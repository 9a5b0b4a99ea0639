//! 보안 모듈 - 비밀번호 해싱, 토큰 발급/검증, gRPC 인증 인터셉터
//!
//! 모든 서비스에서 사용할 수 있는 보안 기능을 제공합니다.

pub mod interceptor;
pub mod password;
pub mod token;

pub use interceptor::*;
pub use password::*;
pub use token::*;

use crate::config::app_config::{parse_var, EnvLookup};
use crate::tool::error::AppError;
use std::fmt;
use std::time::Duration;
use thiserror::Error;

/// 보안 관련 에러
///
/// Token validation failures are kept distinct so callers can branch:
/// an expired refresh token means "log in again", the others mean "reject".
#[derive(Debug, Clone, Error, PartialEq, Eq)]
pub enum SecurityError {
    #[error("Password hashing failed: {0}")]
    HashingFailure(String),

    #[error("Token signing failed: {0}")]
    SigningFailure(String),

    #[error("Malformed token")]
    MalformedToken,

    #[error("Invalid token signature")]
    InvalidSignature,

    #[error("Token expired")]
    Expired,

    #[error("Wrong token kind: expected {expected}, got {actual}")]
    WrongTokenKind { expected: TokenKind, actual: TokenKind },
}

/// 보안 설정
#[derive(Clone)]
pub struct SecurityConfig {
    /// JWT 비밀키
    pub jwt_secret: String,
    /// JWT 알고리즘 (HS256 / HS384 / HS512)
    pub jwt_algorithm: String,
    /// Access 토큰 만료시간
    pub access_token_ttl: Duration,
    /// Refresh 토큰 만료시간
    pub refresh_token_ttl: Duration,
    /// bcrypt 라운드
    pub bcrypt_rounds: u32,
}

impl fmt::Debug for SecurityConfig {
    fn fmt(&self, f: &mut fmt::Formatter<'_>) -> fmt::Result {
        f.debug_struct("SecurityConfig")
            .field("jwt_secret_len", &self.jwt_secret.len())
            .field("jwt_algorithm", &self.jwt_algorithm)
            .field("access_token_ttl", &self.access_token_ttl)
            .field("refresh_token_ttl", &self.refresh_token_ttl)
            .field("bcrypt_rounds", &self.bcrypt_rounds)
            .finish()
    }
}

const WEAK_SECRET_MARKERS: &[&str] = &[
    "default", "secret", "change", "your_", "please", "example", "insecure",
];

impl SecurityConfig {
    /// 환경변수에서 보안 설정 로드
    pub fn from_env() -> Result<Self, AppError> {
        Self::from_lookup(&|key| std::env::var(key).ok())
    }

    /// Builds the config from an arbitrary key lookup. `from_env` passes the process environment.
    pub fn from_lookup(lookup: EnvLookup<'_>) -> Result<Self, AppError> {
        let jwt_secret = lookup("JWT_SECRET_KEY").ok_or_else(|| {
            AppError::Configuration("JWT_SECRET_KEY environment variable is required".to_string())
        })?;

        // 보안 강화: 최소 길이 검증
        if jwt_secret.len() < 32 {
            return Err(AppError::Configuration(format!(
                "JWT_SECRET_KEY must be at least 32 characters. Current: {}",
                jwt_secret.len()
            )));
        }

        // 보안 강화: 약한 기본값 방지
        let lower_secret = jwt_secret.to_lowercase();
        if WEAK_SECRET_MARKERS.iter().any(|m| lower_secret.contains(m)) {
            return Err(AppError::Configuration(
                "JWT_SECRET_KEY contains weak/default values. Use a cryptographically secure random key"
                    .to_string(),
            ));
        }

        let jwt_algorithm = lookup("JWT_ALGORITHM").unwrap_or_else(|| "HS256".to_string());
        if !matches!(jwt_algorithm.as_str(), "HS256" | "HS384" | "HS512") {
            return Err(AppError::Configuration(format!(
                "Unsupported JWT algorithm '{jwt_algorithm}'. Supported: HS256, HS384, HS512"
            )));
        }

        let access_minutes: u64 = parse_var(
            lookup,
            "ACCESS_TOKEN_TTL_MINUTES",
            DEFAULT_ACCESS_TOKEN_TTL_MINUTES,
        )?;
        let refresh_days: u64 =
            parse_var(lookup, "REFRESH_TOKEN_TTL_DAYS", DEFAULT_REFRESH_TOKEN_TTL_DAYS)?;
        if access_minutes == 0 || refresh_days == 0 {
            return Err(AppError::Configuration(
                "token lifetimes must be greater than zero".to_string(),
            ));
        }

        let bcrypt_rounds: u32 = parse_var(lookup, "BCRYPT_ROUNDS", 12)?;
        // bcrypt 라운드 보안 검증
        if !(10..=15).contains(&bcrypt_rounds) {
            return Err(AppError::Configuration(
                "BCRYPT_ROUNDS must be between 10 and 15 for security".to_string(),
            ));
        }

        let config = Self {
            jwt_secret,
            jwt_algorithm,
            access_token_ttl: Duration::from_secs(access_minutes * 60),
            refresh_token_ttl: Duration::from_secs(refresh_days * 24 * 60 * 60),
            bcrypt_rounds,
        };

        tracing::info!("🔐 Security Configuration Loaded:");
        tracing::info!("  └─ Algorithm: {}", config.jwt_algorithm);
        tracing::info!("  └─ Secret Key Length: {} characters", config.jwt_secret.len());
        tracing::info!("  └─ Access Token TTL: {} minutes", access_minutes);
        tracing::info!("  └─ Refresh Token TTL: {} days", refresh_days);
        tracing::info!("  └─ BCrypt Rounds: {}", config.bcrypt_rounds);

        Ok(config)
    }
}
pub mod photo_model;
pub mod user_model;

pub use photo_model::*;
pub use user_model::*;
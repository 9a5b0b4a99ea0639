//! 토큰 발급 및 검증
//!
//! Two token classes share one claim layout and differ only by lifetime and the
//! `kind` claim. Validity is derived purely from the signature and `exp`; the
//! server keeps no session table.

use crate::security::{SecurityConfig, SecurityError};
use chrono::{DateTime, Utc};
use jsonwebtoken::errors::ErrorKind;
use jsonwebtoken::{decode, encode, Algorithm, DecodingKey, EncodingKey, Header, Validation};
use serde::{Deserialize, Serialize};
use std::fmt;
use std::time::Duration;

pub const DEFAULT_ACCESS_TOKEN_TTL_MINUTES: u64 = 15;
pub const DEFAULT_REFRESH_TOKEN_TTL_DAYS: u64 = 7;

#[derive(Debug, Clone, Copy, PartialEq, Eq, Hash, Serialize, Deserialize)]
#[serde(rename_all = "lowercase")]
pub enum TokenKind {
    Access,
    Refresh,
}

impl TokenKind {
    pub fn as_str(&self) -> &'static str {
        match self {
            TokenKind::Access => "access",
            TokenKind::Refresh => "refresh",
        }
    }
}

impl fmt::Display for TokenKind {
    fn fmt(&self, f: &mut fmt::Formatter<'_>) -> fmt::Result {
        f.write_str(self.as_str())
    }
}

/// JWT에 포함될 클레임 구조체
#[derive(Debug, Serialize, Deserialize)]
struct Claims {
    /// 사용자 고유 ID
    user_id: i64,
    kind: TokenKind,
    /// 발급 시간 (Unix timestamp, 초 단위)
    iat: i64,
    /// 만료 시간 (Unix timestamp, 초 단위)
    exp: i64,
}

/// Verified contents of a token.
#[derive(Debug, Clone, PartialEq, Eq)]
pub struct ParsedToken {
    pub subject: i64,
    pub kind: TokenKind,
    pub issued_at: DateTime<Utc>,
    pub expires_at: DateTime<Utc>,
}

impl ParsedToken {
    pub fn expect_kind(&self, expected: TokenKind) -> Result<(), SecurityError> {
        if self.kind != expected {
            return Err(SecurityError::WrongTokenKind {
                expected,
                actual: self.kind,
            });
        }
        Ok(())
    }
}

/// Access/refresh pair issued for one event. Both tokens carry `subject` and the same `iat`.
#[derive(Debug, Clone, PartialEq, Eq)]
pub struct TokenPair {
    pub subject: i64,
    pub access_token: String,
    pub refresh_token: String,
}

/// Signs and verifies identity tokens with a single shared HMAC secret.
///
/// The secret is handed in once at construction and never changes afterwards.
#[derive(Clone)]
pub struct TokenCodec {
    algorithm: Algorithm,
    encoding_key: EncodingKey,
    decoding_key: DecodingKey,
    access_ttl: Duration,
    refresh_ttl: Duration,
}

impl fmt::Debug for TokenCodec {
    fn fmt(&self, f: &mut fmt::Formatter<'_>) -> fmt::Result {
        f.debug_struct("TokenCodec")
            .field("algorithm", &self.algorithm)
            .field("access_ttl", &self.access_ttl)
            .field("refresh_ttl", &self.refresh_ttl)
            .finish_non_exhaustive()
    }
}

impl TokenCodec {
    /// # Errors
    /// `SigningFailure` when the secret is empty, the algorithm is not HMAC, or a
    /// lifetime is zero. All of these are startup configuration errors.
    pub fn new(config: &SecurityConfig) -> Result<Self, SecurityError> {
        if config.jwt_secret.is_empty() {
            return Err(SecurityError::SigningFailure(
                "signing secret is not configured".to_string(),
            ));
        }

        let algorithm = match config.jwt_algorithm.as_str() {
            "HS256" => Algorithm::HS256,
            "HS384" => Algorithm::HS384,
            "HS512" => Algorithm::HS512,
            other => {
                return Err(SecurityError::SigningFailure(format!(
                    "unsupported algorithm: {other}"
                )))
            }
        };

        if config.access_token_ttl.is_zero() || config.refresh_token_ttl.is_zero() {
            return Err(SecurityError::SigningFailure(
                "token lifetimes must be greater than zero".to_string(),
            ));
        }

        Ok(Self {
            algorithm,
            encoding_key: EncodingKey::from_secret(config.jwt_secret.as_bytes()),
            decoding_key: DecodingKey::from_secret(config.jwt_secret.as_bytes()),
            access_ttl: config.access_token_ttl,
            refresh_ttl: config.refresh_token_ttl,
        })
    }

    pub fn lifetime(&self, kind: TokenKind) -> Duration {
        match kind {
            TokenKind::Access => self.access_ttl,
            TokenKind::Refresh => self.refresh_ttl,
        }
    }

    pub fn issue(&self, subject: i64, kind: TokenKind) -> Result<String, SecurityError> {
        self.issue_at(subject, kind, Utc::now())
    }

    /// Issues both tokens from a single timestamp. Either both succeed or the call fails.
    pub fn issue_pair(&self, subject: i64) -> Result<TokenPair, SecurityError> {
        self.issue_pair_at(subject, Utc::now())
    }

    pub fn parse(&self, token: &str) -> Result<ParsedToken, SecurityError> {
        self.parse_at(token, Utc::now())
    }

    /// Parses a token that must be an access token (API authorization).
    pub fn parse_access(&self, token: &str) -> Result<ParsedToken, SecurityError> {
        let parsed = self.parse(token)?;
        parsed.expect_kind(TokenKind::Access)?;
        Ok(parsed)
    }

    /// Exchanges a valid refresh token for a new pair with the same subject.
    ///
    /// The presented refresh token is not revoked; it stays usable until it expires.
    pub fn refresh(&self, refresh_token: &str) -> Result<TokenPair, SecurityError> {
        let parsed = self.parse(refresh_token)?;
        parsed.expect_kind(TokenKind::Refresh)?;
        self.issue_pair(parsed.subject)
    }

    fn issue_at(
        &self,
        subject: i64,
        kind: TokenKind,
        issued_at: DateTime<Utc>,
    ) -> Result<String, SecurityError> {
        let ttl = chrono::Duration::from_std(self.lifetime(kind))
            .map_err(|e| SecurityError::SigningFailure(format!("token lifetime: {e}")))?;
        let expires_at = issued_at + ttl;

        tracing::debug!(
            user_id = subject,
            kind = %kind,
            expires_at = %expires_at,
            "🔑 issuing token"
        );

        let claims = Claims {
            user_id: subject,
            kind,
            iat: issued_at.timestamp(),
            exp: expires_at.timestamp(),
        };

        encode(&Header::new(self.algorithm), &claims, &self.encoding_key)
            .map_err(|e| SecurityError::SigningFailure(e.to_string()))
    }

    fn issue_pair_at(
        &self,
        subject: i64,
        issued_at: DateTime<Utc>,
    ) -> Result<TokenPair, SecurityError> {
        let access_token = self.issue_at(subject, TokenKind::Access, issued_at)?;
        let refresh_token = self.issue_at(subject, TokenKind::Refresh, issued_at)?;
        Ok(TokenPair {
            subject,
            access_token,
            refresh_token,
        })
    }

    fn parse_at(&self, token: &str, now: DateTime<Utc>) -> Result<ParsedToken, SecurityError> {
        // Expiry is decided on the decoded claims before the signature is checked,
        // so a past `exp` is reported as Expired whoever signed it.
        let mut unverified = Validation::new(self.algorithm);
        unverified.insecure_disable_signature_validation();
        unverified.validate_exp = false;

        let claims = decode::<Claims>(token, &self.decoding_key, &unverified)
            .map_err(|_| SecurityError::MalformedToken)?
            .claims;

        if claims.exp <= now.timestamp() {
            return Err(SecurityError::Expired);
        }

        let mut verified = Validation::new(self.algorithm);
        verified.validate_exp = false;

        decode::<Claims>(token, &self.decoding_key, &verified).map_err(|e| match e.kind() {
            ErrorKind::InvalidSignature | ErrorKind::InvalidAlgorithm => {
                SecurityError::InvalidSignature
            }
            _ => SecurityError::MalformedToken,
        })?;

        let issued_at =
            DateTime::from_timestamp(claims.iat, 0).ok_or(SecurityError::MalformedToken)?;
        let expires_at =
            DateTime::from_timestamp(claims.exp, 0).ok_or(SecurityError::MalformedToken)?;

        Ok(ParsedToken {
            subject: claims.user_id,
            kind: claims.kind,
            issued_at,
            expires_at,
        })
    }
}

● ● ● ● ●

Nothing but the lines from the start of the data above through the line with "pub fn from_env()" should appear in your answer, copied exactly.

Output >>
repository 9a5b0b4a99ea0639
//! 보안 모듈 - 비밀번호 해싱, 토큰 발급/검증, gRPC 인증 인터셉터
//!
//! 모든 서비스에서 사용할 수 있는 보안 기능을 제공합니다.

pub mod interceptor;
pub mod password;
pub mod token;

pub use interceptor::*;
pub use password::*;
pub use token::*;

use crate::config::app_config::{parse_var, EnvLookup};
use crate::tool::error::AppError;
use std::fmt;
use std::time::Duration;
use thiserror::Error;

/// 보안 관련 에러
///
/// Token validation failures are kept distinct so callers can branch:
/// an expired refresh token means "log in again", the others mean "reject".
#[derive(Debug, Clone, Error, PartialEq, Eq)]
pub enum SecurityError {
    #[error("Password hashing failed: {0}")]
    HashingFailure(String),

    #[error("Token signing failed: {0}")]
    SigningFailure(String),

    #[error("Malformed token")]
    MalformedToken,

    #[error("Invalid token signature")]
    InvalidSignature,

    #[error("Token expired")]
    Expired,

    #[error("Wrong token kind: expected {expected}, got {actual}")]
    WrongTokenKind { expected: TokenKind, actual: TokenKind },
}

/// 보안 설정
#[derive(Clone)]
pub struct SecurityConfig {
    /// JWT 비밀키
    pub jwt_secret: String,
    /// JWT 알고리즘 (HS256 / HS384 / HS512)
    pub jwt_algorithm: String,
    /// Access 토큰 만료시간
    pub access_token_ttl: Duration,
    /// Refresh 토큰 만료시간
    pub refresh_token_ttl: Duration,
    /// bcrypt 라운드
    pub bcrypt_rounds: u32,
}

impl fmt::Debug for SecurityConfig {
    fn fmt(&self, f: &mut fmt::Formatter<'_>) -> fmt::Result {
        f.debug_struct("SecurityConfig")
            .field("jwt_secret_len", &self.jwt_secret.len())
            .field("jwt_algorithm", &self.jwt_algorithm)
            .field("access_token_ttl", &self.access_token_ttl)
            .field("refresh_token_ttl", &self.refresh_token_ttl)
            .field("bcrypt_rounds", &self.bcrypt_rounds)
            .finish()
    }
}

const WEAK_SECRET_MARKERS: &[&str] = &[
    "default", "secret", "change", "your_", "please", "example", "insecure",
];

impl SecurityConfig {
    /// 환경변수에서 보안 설정 로드
    pub fn from_env() -> Result<Self, AppError> {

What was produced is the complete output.